Think about the information processing skills your organization needs to participate in the quantum computing ecosystem. Beyond skills in physics, mathematics, computer science, and domain-specific expertise, what many emerging technologies like AI, cloud, edge, and quantum computing have in common is that they’re pushing forward the information processing paradigm. In the short term, there may be opportunities to cross-train AI scientists on quantum mechanics. In the longer term, monitor the development of quantum information science programs that are developing at select universities, making non-PhD talent more accessible. While quantum computing requires expert knowledge today, broader investment in building expertise and exposure to quantum information science through talent management within a foundation could help organizations to test and learn through quantum-inspired thinking, algorithms, and methods. Organizations can even explore classical computing approaches to achieve value now while preparing for future groundbreaking opportunities. For example, a better understanding of heuristics algorithms used in quantum models can optimize traditional AI models operating on classical computers. Bringing your quantum workforce—whether that’s a hire tasked with bringing or developing expertise in quantum information sciences or a future vendor—closer to these issues now can enable more cross-pollination for the future.

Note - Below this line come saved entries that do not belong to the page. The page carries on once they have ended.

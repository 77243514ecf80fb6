//! Error types for pressync-core.

use std::path::PathBuf;

use thiserror::Error;

/// All errors that can arise while loading or writing site configuration.
#[derive(Debug, Error)]
pub enum ConfigError {
    /// Underlying I/O failure (permission denied, etc.).
    #[error("I/O error at {path}: {source}")]
    Io {
        path: PathBuf,
        #[source]
        source: std::io::Error,
    },

    /// YAML serialization error (write path).
    #[error("YAML serialization error: {0}")]
    Yaml(#[from] serde_yaml::Error),

    /// YAML parse error on load — includes file path and line context from serde_yaml.
    #[error("failed to parse config at {path}: {source}")]
    Parse {
        path: PathBuf,
        #[source]
        source: serde_yaml::Error,
    },

    /// A field needed for publishing is empty.
    #[error("config field `{field}` is required for publishing")]
    Missing { field: &'static str },
}
//! pressync core library — domain types, site configuration, errors.
//!
//! - [`types`] — [`Post`], [`Media`] and the [`ContentItem`] trait
//! - [`config`] — [`SiteConfig`] load / save
//! - [`error`] — [`ConfigError`]

pub mod config;
pub mod error;
pub mod types;

pub use config::SiteConfig;
pub use error::ConfigError;
pub use types::{ContentItem, ContentKind, Media, Post, RemoteId, UpdatePolicy};
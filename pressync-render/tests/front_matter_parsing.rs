//! Front-matter extraction with the real markdown renderer.

use chrono::{TimeZone, Utc};
use pressync_render::{front_matter, CmarkRenderer, MarkdownRenderer};
use rstest::rstest;

#[test]
fn extracts_metadata_and_renders_body() {
    let raw = "---\ntitle: \"Hello\"\ndate: 2021-03-01\nstatus: draft\n---\nBody text\n";
    let page = front_matter::parse(raw, &CmarkRenderer);

    assert_eq!(page.meta.title, "Hello");
    assert_eq!(page.meta.date, Utc.with_ymd_and_hms(2021, 3, 1, 0, 0, 0).unwrap());
    assert_eq!(page.meta.status, "draft");
    assert_eq!(page.body_html, "<p>Body text</p>\n");
}

#[test]
fn file_without_delimiters_uses_defaults_and_whole_body() {
    let raw = "# Heading\n\nJust prose, no metadata.\n";
    let before = Utc::now();
    let page = front_matter::parse(raw, &CmarkRenderer);
    let after = Utc::now();

    assert_eq!(page.meta.status, "publish");
    assert!(page.meta.title.is_empty());
    assert!(page.meta.category.is_empty());
    assert!(page.meta.tags.is_empty());
    assert!(page.meta.date >= before && page.meta.date <= after);
    assert_eq!(page.body_html, CmarkRenderer.render(raw));
}

#[test]
fn horizontal_rule_in_body_is_not_front_matter() {
    let raw = "---\ntitle: Rules\n---\nabove\n\n---\n\nbelow\n";
    let page = front_matter::parse(raw, &CmarkRenderer);
    assert_eq!(page.meta.title, "Rules");
    assert!(page.body_html.contains("<hr />"), "got: {}", page.body_html);
    assert!(page.body_html.contains("below"));
}

#[rstest]
#[case("category: notes", "notes")]
#[case("category: \"quoted notes\"", "quoted notes")]
#[case("category:    padded   ", "padded")]
fn category_values_are_normalised(#[case] line: &str, #[case] expected: &str) {
    let raw = format!("---\n{line}\n---\n");
    let page = front_matter::parse(&raw, &CmarkRenderer);
    assert_eq!(page.meta.category, expected);
}

#[test]
fn tags_are_kept_verbatim() {
    let page = front_matter::parse("---\ntags: rust, sync, cli\n---\n", &CmarkRenderer);
    assert_eq!(page.meta.tags, "rust, sync, cli");
}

Organizations today have a choice: Begin “behind the scenes” preparation for a quantum computing future or continue to wait. If quantum computing reaches utility scale as expected, the organizations that chose to be proactive and remained close to the technology are likely to have a competitive advantage while those that stayed on the sidelines might have to scramble to compete. What choice will your organization make?
Deloitte employed several foresight analysis methods for this research to identify market signals, trends, and forces of critical importance and uncertainty shaping the quantum future.
These methods informed the scenario analysis, whereby Deloitte identified the highest impact and highest uncertainty drivers to inform two axes of uncertainty, forming the basis for the four scenarios, opportunity versus risk analysis, and critical actions for each scenario.
This advancement is driven by multiple underlying forces:
While the axes of uncertainty method is recognized among foresight analysts as potentially limiting world-building to only two dimensions (and therefore missing other large uncertainties, outlier factors, taboo topics, or unexpected phenomenon), this method provides a high degree of focus that aids organizational decision-making. To address these methodological concerns, the research team tested several different uncertainties before narrowing down to these two likely variables.
Additionally, for further rigor, Deloitte ran a scenario model through its proprietary AI scenario automation tool and further augmented findings based on AI-driven recommendations, validated by the research to complete the foresight, insight, and action analysis. While unexpected and unplanned changes can always happen, organizations are well-served when they plan for likely future possibilities and build in the ability to pivot as the broader macro environment changes.